Le Sénégal vit une séquence politique inédite. Pour la première fois dans l’histoire du pays, plusieurs ex-ministres sont poursuivis par la Haute Cour de justice, une juridiction exceptionnelle compétente pour juger les membres du gouvernement pour des faits commis dans l’exercice de leurs fonctions. Trois anciens membres du gouvernement de l’ex-président Macky Sall ont ainsi été récemment inculpés dans le cadre d’une vaste enquête anticorruption.
Parmi les personnes visées figurent Ismaïla Madior Fall, ex-ministre de la Justice, Aïssatou Sophie Gladima, ancienne ministre des Mines, et Salimata Diop Dieng, ex-ministre de la Femme. Tous sont poursuivis pour des accusations de corruption, détournement de fonds publics et surfacturation, en lien avec des projets d’État.

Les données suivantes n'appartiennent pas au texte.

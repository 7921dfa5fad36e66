mod mock;
mod supabase;

use async_trait::async_trait;
use thiserror::Error;

use crate::types::{Session, User};

pub use mock::MockAuthBackend;
pub use supabase::SupabaseAuthBackend;

#[derive(Debug, Error)]
pub enum AuthError {
    /// The service refused the request; the message is safe to show the user.
    #[error("{0}")]
    Rejected(String),
    #[error("session expired")]
    Expired,
    #[error("auth service error: {0}")]
    Service(#[from] anyhow::Error),
}

#[derive(Debug, Clone)]
pub struct Credentials {
    pub email: String,
    pub password: String,
}

#[derive(Debug, Clone)]
pub struct SignUpOptions {
    pub email_redirect_to: String,
    /// Verifier for the PKCE code the confirmation link will carry.
    pub code_verifier: Option<String>,
}

#[derive(Debug, Clone, Copy, PartialEq, Eq)]
pub enum EmailOtpType {
    Signup,
    Invite,
    MagicLink,
    Recovery,
    EmailChange,
    Email,
}

impl EmailOtpType {
    pub fn parse(raw: &str) -> Option<Self> {
        match raw {
            "signup" => Some(Self::Signup),
            "invite" => Some(Self::Invite),
            "magiclink" => Some(Self::MagicLink),
            "recovery" => Some(Self::Recovery),
            "email_change" => Some(Self::EmailChange),
            "email" => Some(Self::Email),
            _ => None,
        }
    }

    pub fn as_str(self) -> &'static str {
        match self {
            Self::Signup => "signup",
            Self::Invite => "invite",
            Self::MagicLink => "magiclink",
            Self::Recovery => "recovery",
            Self::EmailChange => "email_change",
            Self::Email => "email",
        }
    }
}

/// The managed auth service: credential storage, session issue and validation.
#[async_trait]
pub trait AuthBackend: Send + Sync {
    async fn get_user(&self, access_token: &str) -> Result<User, AuthError>;

    async fn refresh_session(&self, refresh_token: &str) -> Result<Session, AuthError>;

    async fn sign_in_with_password(&self, credentials: &Credentials) -> Result<Session, AuthError>;

    /// Returns a session only when the service does not require email confirmation.
    async fn sign_up(
        &self,
        credentials: &Credentials,
        options: &SignUpOptions,
    ) -> Result<Option<Session>, AuthError>;

    async fn sign_out(&self, access_token: &str) -> Result<(), AuthError>;

    async fn exchange_code_for_session(
        &self,
        code: &str,
        code_verifier: Option<&str>,
    ) -> Result<Session, AuthError>;

    async fn verify_otp(&self, token_hash: &str, otp_type: EmailOtpType)
    -> Result<Session, AuthError>;
}
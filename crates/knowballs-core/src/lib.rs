pub mod auth;
pub mod client;
pub mod config;
pub mod error;
pub mod gate;
pub mod history;
pub mod http;
pub mod inference;
pub mod proxy;
pub mod session;
pub mod types;
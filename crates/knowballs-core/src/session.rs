use axum_extra::extract::cookie::{Cookie, CookieJar, SameSite};
use chrono::{DateTime, Duration, Utc};
use cookie::time::Duration as CookieDuration;
use tracing::{debug, info, warn};

use crate::{
    auth::{AuthBackend, AuthError},
    types::{Session, User},
};

pub const ACCESS_TOKEN_COOKIE: &str = "kb-access-token";
pub const REFRESH_TOKEN_COOKIE: &str = "kb-refresh-token";
pub const EXPIRES_AT_COOKIE: &str = "kb-expires-at";
pub const CODE_VERIFIER_COOKIE: &str = "kb-code-verifier";

const SESSION_COOKIE_MAX_AGE_DAYS: i64 = 400;

/// Where the session is being read. Pages render after the gate has already
/// refreshed the session, so their writes are dropped.
#[derive(Debug, Clone, Copy, PartialEq, Eq)]
pub enum SessionContext {
    Page,
    Api,
    Middleware,
}

impl SessionContext {
    fn can_write(self) -> bool {
        !matches!(self, SessionContext::Page)
    }
}

#[derive(Debug, Clone, Copy)]
pub struct SessionPolicy {
    pub refresh_margin: Duration,
    pub secure_cookies: bool,
}

impl Default for SessionPolicy {
    fn default() -> Self {
        Self {
            refresh_margin: Duration::seconds(60),
            secure_cookies: false,
        }
    }
}

pub struct SessionStore {
    jar: CookieJar,
    context: SessionContext,
    policy: SessionPolicy,
}

impl SessionStore {
    pub fn new(jar: CookieJar, context: SessionContext, policy: SessionPolicy) -> Self {
        Self {
            jar,
            context,
            policy,
        }
    }

    pub fn access_token(&self) -> Option<String> {
        cookie_value(&self.jar, ACCESS_TOKEN_COOKIE)
    }

    pub fn refresh_token(&self) -> Option<String> {
        cookie_value(&self.jar, REFRESH_TOKEN_COOKIE)
    }

    pub fn expires_at(&self) -> Option<DateTime<Utc>> {
        cookie_value(&self.jar, EXPIRES_AT_COOKIE)
            .and_then(|raw| raw.parse::<i64>().ok())
            .and_then(|seconds| DateTime::from_timestamp(seconds, 0))
    }

    pub fn code_verifier(&self) -> Option<String> {
        cookie_value(&self.jar, CODE_VERIFIER_COOKIE)
    }

    /// Any failure means "no session".
    pub async fn resolve_user(&mut self, auth: &dyn AuthBackend) -> Option<User> {
        match self.authenticate(auth).await {
            Ok(user) => user,
            Err(error) => {
                warn!(?error, "session validation failed");
                None
            }
        }
    }

    /// An unreachable auth service is an error here, and cookies are kept.
    pub async fn authenticate(
        &mut self,
        auth: &dyn AuthBackend,
    ) -> Result<Option<User>, AuthError> {
        let Some(access_token) = self.access_token() else {
            return Ok(None);
        };
        // Rotating without being able to persist the result would burn the refresh token.
        let can_refresh = self.context.can_write();

        if !(can_refresh && self.refresh_due(Utc::now())) {
            match auth.get_user(&access_token).await {
                Ok(user) => return Ok(Some(user)),
                Err(AuthError::Expired) if can_refresh => {
                    debug!("access token expired; attempting refresh");
                }
                Err(AuthError::Expired) => {
                    debug!("access token expired in read-only context");
                    return Ok(None);
                }
                Err(AuthError::Rejected(message)) => {
                    debug!(%message, "session rejected by auth service");
                    return Ok(None);
                }
                Err(error) => return Err(error),
            }
        }

        self.refresh(auth).await
    }

    async fn refresh(&mut self, auth: &dyn AuthBackend) -> Result<Option<User>, AuthError> {
        let Some(refresh_token) = self.refresh_token() else {
            self.clear();
            return Ok(None);
        };

        let session = match auth.refresh_session(&refresh_token).await {
            Ok(session) => session,
            Err(AuthError::Service(source)) => return Err(AuthError::Service(source)),
            Err(error) => {
                debug!(?error, "session refresh failed; clearing cookies");
                self.clear();
                return Ok(None);
            }
        };

        self.store(&session);
        match auth.get_user(&session.access_token).await {
            Ok(user) => {
                info!(user_id = %user.id, "session refreshed");
                Ok(Some(user))
            }
            Err(AuthError::Service(source)) => Err(AuthError::Service(source)),
            Err(error) => {
                warn!(?error, "refreshed session could not be validated");
                Ok(None)
            }
        }
    }

    fn refresh_due(&self, now: DateTime<Utc>) -> bool {
        self.expires_at()
            .is_some_and(|expires_at| expires_at - self.policy.refresh_margin <= now)
    }

    pub fn store(&mut self, session: &Session) {
        self.set(ACCESS_TOKEN_COOKIE, session.access_token.clone());
        self.set(REFRESH_TOKEN_COOKIE, session.refresh_token.clone());
        self.set(EXPIRES_AT_COOKIE, session.expires_at.timestamp().to_string());
    }

    pub fn store_code_verifier(&mut self, verifier: &str) {
        self.set(CODE_VERIFIER_COOKIE, verifier.to_owned());
    }

    pub fn clear_code_verifier(&mut self) {
        self.remove(CODE_VERIFIER_COOKIE);
    }

    pub fn clear(&mut self) {
        self.remove(ACCESS_TOKEN_COOKIE);
        self.remove(REFRESH_TOKEN_COOKIE);
        self.remove(EXPIRES_AT_COOKIE);
    }

    pub fn into_jar(self) -> CookieJar {
        self.jar
    }

    fn set(&mut self, name: &'static str, value: String) {
        if !self.context.can_write() {
            debug!(cookie = name, "ignoring cookie write from page context");
            return;
        }
        let cookie = Cookie::build((name, value))
            .path("/")
            .http_only(true)
            .same_site(SameSite::Lax)
            .secure(self.policy.secure_cookies)
            .max_age(CookieDuration::days(SESSION_COOKIE_MAX_AGE_DAYS))
            .build();
        self.jar = self.jar.clone().add(cookie);
    }

    fn remove(&mut self, name: &'static str) {
        if !self.context.can_write() {
            debug!(cookie = name, "ignoring cookie removal from page context");
            return;
        }
        self.jar = self
            .jar
            .clone()
            .remove(Cookie::build((name, "")).path("/").build());
    }
}

fn cookie_value(jar: &CookieJar, name: &str) -> Option<String> {
    jar.get(name)
        .map(|cookie| cookie.value().to_owned())
        .filter(|value| !value.is_empty())
}

#[cfg(test)]
mod tests {
    use axum_extra::extract::cookie::{Cookie, CookieJar};
    use chrono::{Duration, Utc};

    use crate::{auth::MockAuthBackend, types::Session};

    use super::{
        ACCESS_TOKEN_COOKIE, EXPIRES_AT_COOKIE, REFRESH_TOKEN_COOKIE, SessionContext,
        SessionPolicy, SessionStore,
    };

    fn jar_for(session: &Session) -> CookieJar {
        CookieJar::new()
            .add(Cookie::new(ACCESS_TOKEN_COOKIE, session.access_token.clone()))
            .add(Cookie::new(REFRESH_TOKEN_COOKIE, session.refresh_token.clone()))
            .add(Cookie::new(
                EXPIRES_AT_COOKIE,
                session.expires_at.timestamp().to_string(),
            ))
    }

    #[tokio::test]
    async fn no_cookie_means_no_user() {
        let auth = MockAuthBackend::default();
        let mut store = SessionStore::new(
            CookieJar::new(),
            SessionContext::Api,
            SessionPolicy::default(),
        );
        assert!(store.resolve_user(&auth).await.is_none());
    }

    #[tokio::test]
    async fn valid_session_resolves_without_rotation() {
        let auth = MockAuthBackend::default();
        let seeded = auth.seed_user("fan@example.com", "hunter22").await;
        let session = auth.issue_session("fan@example.com").await.expect("session");

        let mut store = SessionStore::new(
            jar_for(&session),
            SessionContext::Middleware,
            SessionPolicy::default(),
        );
        let user = store.resolve_user(&auth).await.expect("user");
        assert_eq!(user.id, seeded.id);
        assert_eq!(store.access_token(), Some(session.access_token));
    }

    #[tokio::test]
    async fn near_expiry_session_is_rotated() {
        let auth = MockAuthBackend::new(Duration::seconds(30));
        auth.seed_user("fan@example.com", "hunter22").await;
        let session = auth.issue_session("fan@example.com").await.expect("session");

        let mut store = SessionStore::new(
            jar_for(&session),
            SessionContext::Middleware,
            SessionPolicy::default(),
        );
        assert!(store.resolve_user(&auth).await.is_some());
        let rotated = store.access_token().expect("rotated token");
        assert_ne!(rotated, session.access_token);
    }

    #[tokio::test]
    async fn failed_refresh_clears_cookies() {
        let auth = MockAuthBackend::default();
        auth.seed_user("fan@example.com", "hunter22").await;
        let session = auth.issue_session("fan@example.com").await.expect("session");
        auth.expire_access_token(&session.access_token).await;
        auth.revoke_refresh_token(&session.refresh_token).await;

        let mut store = SessionStore::new(
            jar_for(&session),
            SessionContext::Api,
            SessionPolicy::default(),
        );
        assert!(store.resolve_user(&auth).await.is_none());
        assert!(store.access_token().is_none());
        assert!(store.refresh_token().is_none());
    }

    #[tokio::test]
    async fn page_context_never_writes() {
        let auth = MockAuthBackend::new(Duration::seconds(10));
        auth.seed_user("fan@example.com", "hunter22").await;
        let session = auth.issue_session("fan@example.com").await.expect("session");

        let mut store = SessionStore::new(
            jar_for(&session),
            SessionContext::Page,
            SessionPolicy::default(),
        );
        assert!(store.resolve_user(&auth).await.is_some());
        assert_eq!(store.access_token(), Some(session.access_token.clone()));

        store.clear();
        assert_eq!(store.access_token(), Some(session.access_token));
    }

    #[test]
    fn refresh_is_due_inside_margin() {
        let jar = CookieJar::new().add(Cookie::new(
            EXPIRES_AT_COOKIE,
            (Utc::now() + Duration::seconds(30)).timestamp().to_string(),
        ));
        let store = SessionStore::new(jar, SessionContext::Api, SessionPolicy::default());
        assert!(store.refresh_due(Utc::now()));
        assert!(!store.refresh_due(Utc::now() - Duration::minutes(5)));
    }
}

Ismaïla Madior Fall est au centre d’une affaire de tentative de corruption, sur la base de révélations faites par un promoteur immobilier et un ancien haut fonctionnaire de son ministère. Ils l’accusent d’avoir perçu une avance de 50 millions de francs CFA (environ 76 000 euros) sur un marché public de 250 millions, pour la construction d’un centre de surveillance des bracelets électroniques. L’ex-ministre conteste ces accusations, mais a été assigné à résidence sous bracelet électronique, en attendant une éventuelle mise en accusation.
Aïssatou Sophie Gladima est pour sa part poursuivie pour le détournement présumé de 193 millions de francs CFA, destinés à la création d’un centre d’appui aux orpailleurs affectés par la pandémie de Covid-19. Le projet n’a jamais vu le jour. Elle a été incarcérée après sa mise en examen.
Salimata Diop Dieng a été inculpée pour complicité de détournement, dans le cadre de la gestion du fonds de riposte contre le Covid-19. Elle a été remise en liberté sous caution, fixée à 87 000 euros, tout comme trois autres anciens ministres, dont Mansour Faye, beau-frère de Macky Sall. Le rapport de la Cour des comptes avait déjà révélé des irrégularités majeures dans la gestion de ces fonds : surfacturations, marchés opaques, et absence de traçabilité dans l’utilisation des ressources publiques.